会場がどんな様子だったのか、ご紹介しますね。
「着物を着る」=「初体験」プラス「家族の思い出」
着物の準備および着物の着付けにご協力いただいたのは、昨年同様、一般財団法人 民族衣裳文化普及協会 岐阜支部の着付け講師の皆様でした。
背丈や好み、一緒に撮影する家族とのバランスを見ながら,講師の方々が着物選びのお手伝いをする姿を見て「流石…プロは違うなぁ」と思わず関心。
着物を着たことがないという親御さんも多く、緊張した表情で受付されていた方も着物を目の前にすると「うぁ…、キレイ」と少しずつ表情もにこやかになっていきました。
着付けだけではなく、撮影時にも”より着物姿がキレイに見えるように”と、手の置き方や小物の持ち方などに至るまで撮影現場でレクチャーしてくださいました。
参加された方の多くが、着物姿のご自身を鏡でご覧になった時に、パッと表情が明るくなっていました!
参加者にとって「着物を着る」こと自体がいい体験となったかと思いますが、それ以上に家族との写真撮影を通して、新たな家族の思い出ができたのではないか…と思いました。
「ヘアメイクで笑顔になってほしい…」
~美容学校の学生さんの想い~
今回から新たに岐阜美容学園 岐阜美容専門学校の先生と生徒さんが加わっていただき、着物に合わせたヘアメイクを担当してくださいました。
学生さんはヘアメイクをするにあたり、事前に送られた参加者の顔写真を元に、ヘアスタイルやメイクのイメージを考え、練習までして臨んでくれたとのこと!
着物に合わせたヘアメイクは、髪の長さや年齢によって変える必要があり、また、当日着る着物に合わせた髪飾りを付けるために、さまざまな飾りを用意して下さいました。
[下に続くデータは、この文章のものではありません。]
//! # Prometheus Metrics
//!
//! Operational metrics for a running SDK node, scraped at `/metrics` on the
//! metrics port. Everything lives in a dedicated [`Registry`] with the
//! `satox` prefix.

use axum::extract::State;
use axum::http::StatusCode;
use axum::response::IntoResponse;
use prometheus::{Encoder, Histogram, HistogramOpts, IntCounter, IntGauge, Registry, TextEncoder};
use satox_sdk::{SatoxSdk, SdkEvent};
use std::sync::Arc;

#[derive(Clone)]
pub struct NodeMetrics {
    registry: Registry,
    /// 1 while the SDK is started.
    pub sdk_running: IntGauge,
    pub block_height: IntGauge,
    pub transactions_submitted_total: IntCounter,
    pub connected_peers: IntGauge,
    pub assets_created_total: IntCounter,
    /// Bytes held by the IPFS manager.
    pub ipfs_stored_bytes: IntGauge,
    pub api_request_duration_seconds: Histogram,
}

impl NodeMetrics {
    pub fn new() -> Result<Self, prometheus::Error> {
        let registry = Registry::new_custom(Some("satox".into()), None)?;

        let sdk_running = IntGauge::new("sdk_running", "Whether the SDK is started (1) or not (0)")?;
        registry.register(Box::new(sdk_running.clone()))?;

        let block_height = IntGauge::new("block_height", "Height of the local chain tip")?;
        registry.register(Box::new(block_height.clone()))?;

        let transactions_submitted_total = IntCounter::new(
            "transactions_submitted_total",
            "Transactions accepted into the pending pool",
        )?;
        registry.register(Box::new(transactions_submitted_total.clone()))?;

        let connected_peers = IntGauge::new("connected_peers", "Peers in the network manager's table")?;
        registry.register(Box::new(connected_peers.clone()))?;

        let assets_created_total = IntCounter::new("assets_created_total", "Assets created")?;
        registry.register(Box::new(assets_created_total.clone()))?;

        let ipfs_stored_bytes = IntGauge::new("ipfs_stored_bytes", "Bytes of content stored locally")?;
        registry.register(Box::new(ipfs_stored_bytes.clone()))?;

        let api_request_duration_seconds = Histogram::with_opts(
            HistogramOpts::new(
                "api_request_duration_seconds",
                "Latency of local API requests in seconds",
            )
            .buckets(vec![0.0005, 0.001, 0.005, 0.01, 0.025, 0.05, 0.1, 0.25, 0.5, 1.0]),
        )?;
        registry.register(Box::new(api_request_duration_seconds.clone()))?;

        Ok(Self {
            registry,
            sdk_running,
            block_height,
            transactions_submitted_total,
            connected_peers,
            assets_created_total,
            ipfs_stored_bytes,
            api_request_duration_seconds,
        })
    }

    /// Count an event from the SDK bus.
    pub fn record_event(&self, event: &SdkEvent) {
        match event {
            SdkEvent::TransactionSubmitted { .. } => self.transactions_submitted_total.inc(),
            SdkEvent::AssetCreated { .. } => self.assets_created_total.inc(),
            SdkEvent::BlockProduced { height, .. } | SdkEvent::SyncCompleted { height, .. } => {
                self.block_height.set(to_gauge(*height))
            }
            _ => {}
        }
    }

    /// Re-read the gauges from the managers. Failures leave the previous
    /// value in place.
    pub fn refresh(&self, sdk: &SatoxSdk) {
        self.sdk_running.set(i64::from(sdk.is_running()));
        if let Ok(height) = sdk.blockchain_manager().get_block_height() {
            self.block_height.set(to_gauge(height));
        }
        if let Ok(peers) = sdk.network_manager().get_peers() {
            self.connected_peers.set(to_gauge(peers.len() as u64));
        }
        if let Ok(stats) = sdk.ipfs_manager().get_storage_stats() {
            self.ipfs_stored_bytes.set(to_gauge(stats.total_size));
        }
    }

    /// Render every registered metric in the Prometheus text format.
    pub fn encode(&self) -> Result<String, prometheus::Error> {
        let mut buffer = Vec::new();
        TextEncoder::new().encode(&self.registry.gather(), &mut buffer)?;
        String::from_utf8(buffer).map_err(|e| prometheus::Error::Msg(e.to_string()))
    }
}

fn to_gauge(value: u64) -> i64 {
    i64::try_from(value).unwrap_or(i64::MAX)
}

pub type SharedMetrics = Arc<NodeMetrics>;

/// `GET /metrics`.
pub async fn metrics_handler(State(metrics): State<SharedMetrics>) -> impl IntoResponse {
    match metrics.encode() {
        Ok(body) => (
            StatusCode::OK,
            [("content-type", "text/plain; version=0.0.4; charset=utf-8")],
            body,
        )
            .into_response(),
        Err(e) => {
            tracing::error!(error = %e, "failed to encode metrics");
            (StatusCode::INTERNAL_SERVER_ERROR, "metrics encoding failed").into_response()
        }
    }
}

#[cfg(test)]
mod tests {
    use super::*;

    #[test]
    fn metrics_render_with_prefix() {
        let metrics = NodeMetrics::new().unwrap();
        metrics.block_height.set(12);
        metrics.assets_created_total.inc();
        let text = metrics.encode().unwrap();
        assert!(text.contains("satox_block_height 12"));
        assert!(text.contains("satox_assets_created_total 1"));
        assert!(text.contains("satox_api_request_duration_seconds_bucket"));
    }

    #[test]
    fn events_move_counters() {
        let metrics = NodeMetrics::new().unwrap();
        metrics.record_event(&SdkEvent::TransactionSubmitted { txid: "aa".into() });
        metrics.record_event(&SdkEvent::BlockProduced {
            height: 5,
            hash: "bb".into(),
            tx_count: 1,
        });
        metrics.record_event(&SdkEvent::PeerConnected {
            address: "10.0.0.1:60777".into(),
        });
        assert_eq!(metrics.transactions_submitted_total.get(), 1);
        assert_eq!(metrics.block_height.get(), 5);
        assert_eq!(metrics.assets_created_total.get(), 0);
    }

    #[test]
    fn refresh_reads_an_uninitialized_sdk() {
        let metrics = NodeMetrics::new().unwrap();
        metrics.block_height.set(9);
        let sdk = SatoxSdk::new(satox_sdk::SdkConfig::default());
        metrics.refresh(&sdk);
        assert_eq!(metrics.sdk_running.get(), 0);
        assert_eq!(metrics.block_height.get(), 9);
    }
}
ヘアメイクが初めてのお子さんがほとんどで、そんんなお子さんの緊張をほぐすために「このスプレーでカッコよくしてもいい?」「好きな色は?」など、声をかけながらその子が望むヘアスタイルを聞き出しスタイルを決めていく学生さん…。
出来上がったヘアメイクを鏡で見せ「どう?」と聞く学生さんに対して「...凄い。うぁ…凄い」と鏡の前で何度も髪型を確認するお子さんの姿に、こちらも感動しました。
参加者が出来上がりを鏡で笑顔になるたびに、着付けの先生や学生さんたちも笑顔に…
そんなあたたかな空間がそこにはありました。
「孫の着物姿を一目見たくて…」
参加者の中に、小さな女の子とそのお母さんの親子がいました。受付をすまし、着付けの順番を待っている親子のもとに年配の女性が合流。
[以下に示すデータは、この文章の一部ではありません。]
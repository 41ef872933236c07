//! # Structured Logging
//!
//! Installs the global `tracing` subscriber: an `EnvFilter` plus a `fmt`
//! layer in pretty or JSON form. Output goes to stderr so stdout stays
//! clean for `status` and `keygen` output.

use tracing_subscriber::{fmt, layer::SubscriberExt, util::SubscriberInitExt, EnvFilter};

#[derive(Debug, Clone, Copy, PartialEq, Eq)]
pub enum LogFormat {
    /// Human-readable, colored output.
    Pretty,
    /// One JSON object per line, for log aggregation.
    Json,
}

/// Filter directive for a bare level such as `info`: the level applies to
/// the Satox crates, `tower_http` request traces stay at `debug`.
pub fn default_directive(level: &str) -> String {
    let level = level.trim();
    if level.contains('=') || level.contains(',') {
        return level.to_string();
    }
    let level = if level.is_empty() { "info" } else { level };
    format!("satox={level},satox_sdk={level},tower_http=debug")
}

/// Initialize the global subscriber. Call once, early in `main()`.
///
/// `RUST_LOG` overrides `default_level` when set.
pub fn init_logging(default_level: &str, format: LogFormat) {
    let env_filter = EnvFilter::try_from_default_env()
        .unwrap_or_else(|_| EnvFilter::new(default_directive(default_level)));

    match format {
        LogFormat::Pretty => {
            tracing_subscriber::registry()
                .with(env_filter)
                .with(
                    fmt::layer()
                        .with_writer(std::io::stderr)
                        .with_target(true)
                        .with_file(true)
                        .with_line_number(true),
                )
                .init();
        }
        LogFormat::Json => {
            tracing_subscriber::registry()
                .with(env_filter)
                .with(fmt::layer().json().with_writer(std::io::stderr).with_target(true))
                .init();
        }
    }

    tracing::debug!(?format, "logging initialized");
}

#[cfg(test)]
mod tests {
    use super::*;

    #[test]
    fn bare_levels_expand_to_crate_directives() {
        assert_eq!(
            default_directive("debug"),
            "satox=debug,satox_sdk=debug,tower_http=debug"
        );
        assert_eq!(
            default_directive(""),
            "satox=info,satox_sdk=info,tower_http=debug"
        );
    }

    #[test]
    fn explicit_directives_pass_through() {
        assert_eq!(default_directive("satox_sdk=trace"), "satox_sdk=trace");
    }
}
//! The algorithm registry. Names are the stable identifiers used across
//! the SDK, the C ABI and the key store.

use super::types::{AlgorithmInfo, QuantumError};
use super::{lamport, wots};
use crate::crypto::exchange::{self, X25519_KEY_LENGTH};

pub const LAMPORT_SHA256: &str = "lamport-sha256";
pub const WOTS_SHA256_W16: &str = "wots-sha256-w16";
pub const HYBRID_X25519_AES256GCM: &str = "hybrid-x25519-aes256gcm";

#[derive(Debug, Clone, Copy, PartialEq, Eq, Hash)]
pub enum Algorithm {
    LamportSha256,
    WotsSha256W16,
    HybridX25519Aes256Gcm,
}

impl Algorithm {
    pub const ALL: [Algorithm; 3] = [
        Algorithm::LamportSha256,
        Algorithm::WotsSha256W16,
        Algorithm::HybridX25519Aes256Gcm,
    ];

    pub fn from_name(name: &str) -> Result<Self, QuantumError> {
        match name.trim().to_ascii_lowercase().as_str() {
            LAMPORT_SHA256 => Ok(Algorithm::LamportSha256),
            WOTS_SHA256_W16 => Ok(Algorithm::WotsSha256W16),
            HYBRID_X25519_AES256GCM => Ok(Algorithm::HybridX25519Aes256Gcm),
            _ => Err(QuantumError::UnknownAlgorithm(name.to_string())),
        }
    }

    pub fn name(self) -> &'static str {
        match self {
            Algorithm::LamportSha256 => LAMPORT_SHA256,
            Algorithm::WotsSha256W16 => WOTS_SHA256_W16,
            Algorithm::HybridX25519Aes256Gcm => HYBRID_X25519_AES256GCM,
        }
    }

    pub fn can_sign(self) -> bool {
        !matches!(self, Algorithm::HybridX25519Aes256Gcm)
    }

    pub fn can_encrypt(self) -> bool {
        matches!(self, Algorithm::HybridX25519Aes256Gcm)
    }

    pub fn info(self) -> AlgorithmInfo {
        let (security_level, key_size, signature_size, is_recommended, description) = match self {
            Algorithm::LamportSha256 => (
                1,
                lamport::PUBLIC_KEY_SIZE,
                lamport::SIGNATURE_SIZE,
                false,
                "Lamport one-time signature over SHA-256",
            ),
            Algorithm::WotsSha256W16 => (
                1,
                wots::KEY_SIZE,
                wots::SIGNATURE_SIZE,
                true,
                "Winternitz one-time signature over SHA-256, w=16",
            ),
            Algorithm::HybridX25519Aes256Gcm => (
                1,
                X25519_KEY_LENGTH,
                0,
                true,
                "X25519 key agreement with AES-256-GCM sealing",
            ),
        };
        AlgorithmInfo {
            name: self.name().to_string(),
            security_level,
            key_size,
            signature_size,
            is_recommended,
            description: description.to_string(),
        }
    }

    /// `(public, secret)`.
    pub fn generate_keypair(self) -> (Vec<u8>, Vec<u8>) {
        match self {
            Algorithm::LamportSha256 => lamport::generate_keypair(),
            Algorithm::WotsSha256W16 => wots::generate_keypair(),
            Algorithm::HybridX25519Aes256Gcm => {
                let (secret, public) = exchange::generate_x25519_keypair();
                (public.to_vec(), secret.to_vec())
            }
        }
    }

    pub fn sign(self, secret: &[u8], data: &[u8]) -> Result<Vec<u8>, QuantumError> {
        match self {
            Algorithm::LamportSha256 => lamport::sign(secret, data),
            Algorithm::WotsSha256W16 => wots::sign(secret, data),
            Algorithm::HybridX25519Aes256Gcm => Err(self.unsupported("signing")),
        }
    }

    pub fn verify(self, public: &[u8], data: &[u8], signature: &[u8]) -> Result<bool, QuantumError> {
        match self {
            Algorithm::LamportSha256 => lamport::verify(public, data, signature),
            Algorithm::WotsSha256W16 => wots::verify(public, data, signature),
            Algorithm::HybridX25519Aes256Gcm => Err(self.unsupported("verification")),
        }
    }

    fn unsupported(self, operation: &'static str) -> QuantumError {
        QuantumError::Unsupported {
            algorithm: self.name().to_string(),
            operation,
        }
    }
}

impl std::fmt::Display for Algorithm {
    fn fmt(&self, f: &mut std::fmt::Formatter<'_>) -> std::fmt::Result {
        f.write_str(self.name())
    }
}

#[cfg(test)]
mod tests {
    use super::*;

    #[test]
    fn names_round_trip() {
        for alg in Algorithm::ALL {
            assert_eq!(Algorithm::from_name(alg.name()).unwrap(), alg);
        }
        assert_eq!(
            Algorithm::from_name(" WOTS-SHA256-W16 ").unwrap(),
            Algorithm::WotsSha256W16
        );
        assert!(matches!(
            Algorithm::from_name("dilithium"),
            Err(QuantumError::UnknownAlgorithm(_))
        ));
    }

    #[test]
    fn hybrid_cannot_sign() {
        let alg = Algorithm::HybridX25519Aes256Gcm;
        let (_, secret) = alg.generate_keypair();
        assert!(matches!(
            alg.sign(&secret, b"x"),
            Err(QuantumError::Unsupported { .. })
        ));
        assert_eq!(alg.info().signature_size, 0);
    }
}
お声をかけると「今日、孫が着物を着ると聞いて、どうしても見たくて…」と話してくださいました。
着付けが終わって、ヘアメイクするタイミングで「良かったら中でお孫さんの様子を見ませんか?」と再びお声がけしました。「え、え?良いんですか?」驚きながら嬉しそうな表情をされました。
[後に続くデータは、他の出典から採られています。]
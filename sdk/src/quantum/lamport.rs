//! Lamport one-time signatures over SHA-256.
//!
//! The secret key is 256 pairs of 32-byte preimages; the public key is
//! their hashes. Signing reveals one preimage per bit of `sha256(msg)`.
//!
//! | Item       | Size    |
//! |------------|---------|
//! | secret key | 16 KiB  |
//! | public key | 16 KiB  |
//! | signature  | 8 KiB   |

use rand::RngCore;

use super::types::QuantumError;
use crate::crypto::hash::sha256_array;

const N: usize = 32;
const BITS: usize = 256;

pub const SECRET_KEY_SIZE: usize = BITS * 2 * N;
pub const PUBLIC_KEY_SIZE: usize = BITS * 2 * N;
pub const SIGNATURE_SIZE: usize = BITS * N;

fn bit(digest: &[u8; 32], i: usize) -> usize {
    usize::from((digest[i / 8] >> (7 - (i % 8))) & 1)
}

/// `(public, secret)`.
pub fn generate_keypair() -> (Vec<u8>, Vec<u8>) {
    let mut secret = vec![0u8; SECRET_KEY_SIZE];
    rand::rngs::OsRng.fill_bytes(&mut secret);
    let public = public_from_secret(&secret);
    (public, secret)
}

fn public_from_secret(secret: &[u8]) -> Vec<u8> {
    secret.chunks_exact(N).flat_map(sha256_array).collect()
}

fn check_len(what: &'static str, bytes: &[u8], expected: usize) -> Result<(), QuantumError> {
    if bytes.len() == expected {
        Ok(())
    } else {
        Err(QuantumError::InvalidLength {
            what,
            expected,
            actual: bytes.len(),
        })
    }
}

pub fn sign(secret: &[u8], message: &[u8]) -> Result<Vec<u8>, QuantumError> {
    check_len("Lamport secret key", secret, SECRET_KEY_SIZE)?;
    let digest = sha256_array(message);
    let mut signature = Vec::with_capacity(SIGNATURE_SIZE);
    for i in 0..BITS {
        let offset = (2 * i + bit(&digest, i)) * N;
        signature.extend_from_slice(&secret[offset..offset + N]);
    }
    Ok(signature)
}

pub fn verify(public: &[u8], message: &[u8], signature: &[u8]) -> Result<bool, QuantumError> {
    check_len("Lamport public key", public, PUBLIC_KEY_SIZE)?;
    check_len("Lamport signature", signature, SIGNATURE_SIZE)?;
    let digest = sha256_array(message);
    for (i, revealed) in signature.chunks_exact(N).enumerate() {
        let offset = (2 * i + bit(&digest, i)) * N;
        if sha256_array(revealed)[..] != public[offset..offset + N] {
            return Ok(false);
        }
    }
    Ok(true)
}

#[cfg(test)]
mod tests {
    use super::*;

    #[test]
    fn sizes() {
        let (public, secret) = generate_keypair();
        assert_eq!(public.len(), 16 * 1024);
        assert_eq!(secret.len(), 16 * 1024);
        assert_eq!(sign(&secret, b"m").unwrap().len(), 8 * 1024);
    }

    #[test]
    fn sign_verify() {
        let (public, secret) = generate_keypair();
        let sig = sign(&secret, b"quantum-safe").unwrap();
        assert!(verify(&public, b"quantum-safe", &sig).unwrap());
        assert!(!verify(&public, b"quantum-unsafe", &sig).unwrap());

        let (other, _) = generate_keypair();
        assert!(!verify(&other, b"quantum-safe", &sig).unwrap());
        assert!(verify(&public, b"quantum-safe", &sig[1..]).is_err());
    }
}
撮影場所にも一緒にご案内し、ご自身のスマホでも写真を撮っていらしたので「良かったら、3人で撮影されせんか?」とお声がけしました。
撮影が終わると「うん、うん。ホントに良かった!可愛いね~。うんうん。」とお孫さんと娘さんの姿を何度もご覧になり、そんな姿に娘さん(お母さん)も少しうつむきながら「うん、来てくれてありがとう」と話していました。
みんなの想いが満たされた「着物着付け会」
「着物の着付けを通して、着物の魅力を伝えたい」「日本文化を多くの方に継承したい」
「学校で学んだヘアメイクで笑顔になってほしい」「その人の魅力を引き出したい」
「趣味の写真撮影で誰かがこんなにも喜んでくれるなんて、自分も嬉しいし楽しい」
「経済的に余数がなくて成人式や七五三で着物を着せてあげられなかったけど、着せてあげられた…」
「晴れ姿を親や祖父母に見せてあげられた!」
それぞれの想いが全て満たされた会だったのではないか…と、参加者や協力してくださった方々を見ていて感じました。
また、さまざまな家族の絆や想いに触れ、私自身も心が満たされたような気がしました。